AbstractBackground and Aims:
This study evaluated the clinical significance of subclinical ascites in patients with hepatitis B virus–related cirrhosis treated with lamivudine (LMV) or entecavir (ETV).Methods:
This multicenter retrospective study involved 8 hospitals. Patients were classified by degree of ascites: (1) no ascites (no ascites on imaging, no diuretics), (2) subclinical ascites (small amount of ascites on imaging, no diuretics), and (3) clinical ascites (moderate to severe ascites or diuretics).Results:
Out of 501 patients, 336 (68%), 51 (10%), and 114 (23%) patients were classified as no-ascites, subclinical ascites, and clinical ascites, respectively. In all, 100 (20%) and 401 (80%) were treated with LMV and ETV, respectively. Over 58±24 months of follow-up, 105 patients (21%) developed hepatocellular carcinoma. The cumulative incidence of hepatocellular carcinoma did not differ between LMV-treated and ETV-treated patients (P=0.61); it was higher in the clinical-ascites group than the no-ascites (P=0.054) and subclinical-ascites (P=0.03) groups, but it was comparable between the latter 2 (P=0.225). Forty-five patients (9%) died during follow-up. Survival was significantly shorter in the clinical-ascites group than the other 2 (both P<0.005), but it was comparable between no-ascites and subclinical-ascites groups (P=0.444).

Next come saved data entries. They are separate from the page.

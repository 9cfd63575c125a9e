//! Build manifests
//!
//! Everything the runtime side reads from a finished build:
//! - `manifest.webmanifest`: PWA identity for the install prompt
//! - `precache-manifest.json`: URLs the worker stores at install
//! - `asset-manifest.json`: logical name to output path lookup

pub mod assets;
pub mod precache;
pub mod webmanifest;

pub use assets::{AssetMap, ASSET_MANIFEST_FILE};
pub use precache::{
    asset_url, build_globset, is_stale_store, validate_version, PrecacheManifest,
    PRECACHE_MANIFEST_FILE,
};
pub use webmanifest::{WebManifest, WEB_MANIFEST_FILE};
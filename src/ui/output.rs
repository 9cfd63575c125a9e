//! Output functions for consistent CLI formatting

use super::context::UiContext;
use console::style;

/// Display a success step
pub fn step_ok(ctx: &UiContext, message: &str) {
    if ctx.use_fancy_output() {
        cliclack::log::success(message).ok();
    } else {
        println!("  {} {}", style("[OK]").green(), message);
    }
}

/// Display a success step with detail
pub fn step_ok_detail(ctx: &UiContext, message: &str, detail: &str) {
    if ctx.use_fancy_output() {
        cliclack::log::success(format!("{} ({})", message, style(detail).dim())).ok();
    } else {
        println!("  {} {} ({})", style("[OK]").green(), message, detail);
    }
}

/// Display a warning step with hint
pub fn step_warn_hint(ctx: &UiContext, message: &str, hint: &str) {
    if ctx.use_fancy_output() {
        cliclack::log::warning(format!("{} - {}", message, style(hint).dim())).ok();
    } else {
        println!("  {} {} - {}", style("[WARN]").yellow(), message, hint);
    }
}

/// Display an error step with detail
pub fn step_error_detail(ctx: &UiContext, message: &str, detail: &str) {
    if ctx.use_fancy_output() {
        cliclack::log::error(format!("{}: {}", message, style(detail).red())).ok();
    } else {
        println!("  {} {}: {}", style("[FAIL]").red(), message, detail);
    }
}

/// Display an info step
pub fn step_info(ctx: &UiContext, message: &str) {
    if ctx.use_fancy_output() {
        cliclack::log::info(message).ok();
    } else {
        println!("  {} {}", style("[INFO]").cyan(), message);
    }
}

/// Display a remark/hint
pub fn remark(ctx: &UiContext, message: &str) {
    if ctx.use_fancy_output() {
        cliclack::log::remark(message).ok();
    } else {
        println!("  {}", style(message).dim());
    }
}

/// Print styled key-value pair
pub fn key_value(ctx: &UiContext, key: &str, value: &str) {
    if ctx.use_fancy_output() {
        println!("  {}: {}", style(key).dim(), value);
    } else {
        println!("  {}: {}", key, value);
    }
}

#[cfg(test)]
mod tests {
    use super::*;

    #[test]
    fn output_non_interactive() {
        let ctx = UiContext::non_interactive();
        step_ok(&ctx, "Store installed");
        step_ok_detail(&ctx, "Store installed", "app-cache-v1");
        step_warn_hint(&ctx, "Worker not controlling requests", "404 for /b.js");
        step_error_detail(&ctx, "/offline.html", "connection refused");
        step_info(&ctx, "No proxy routes configured");
        remark(&ctx, "app-cache-v0");
        key_value(&ctx, "/r", "http://localhost:8080/");
    }
}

Multivariate analysis showed that mortality was significantly associated with prothrombin time [hazard ratio (HR)=2.42; 95% confidence interval (CI), 1.59-3.70], serum albumin (HR=0.54; 95% CI, 0.29-0.99), and presence of clinical ascites (HR=3.58; 95% CI, 1.54-8.30).Conclusions:
Subclinical ascites did not affect prognosis in patients with hepatitis B virus–related cirrhosis receiving antiviral treatment.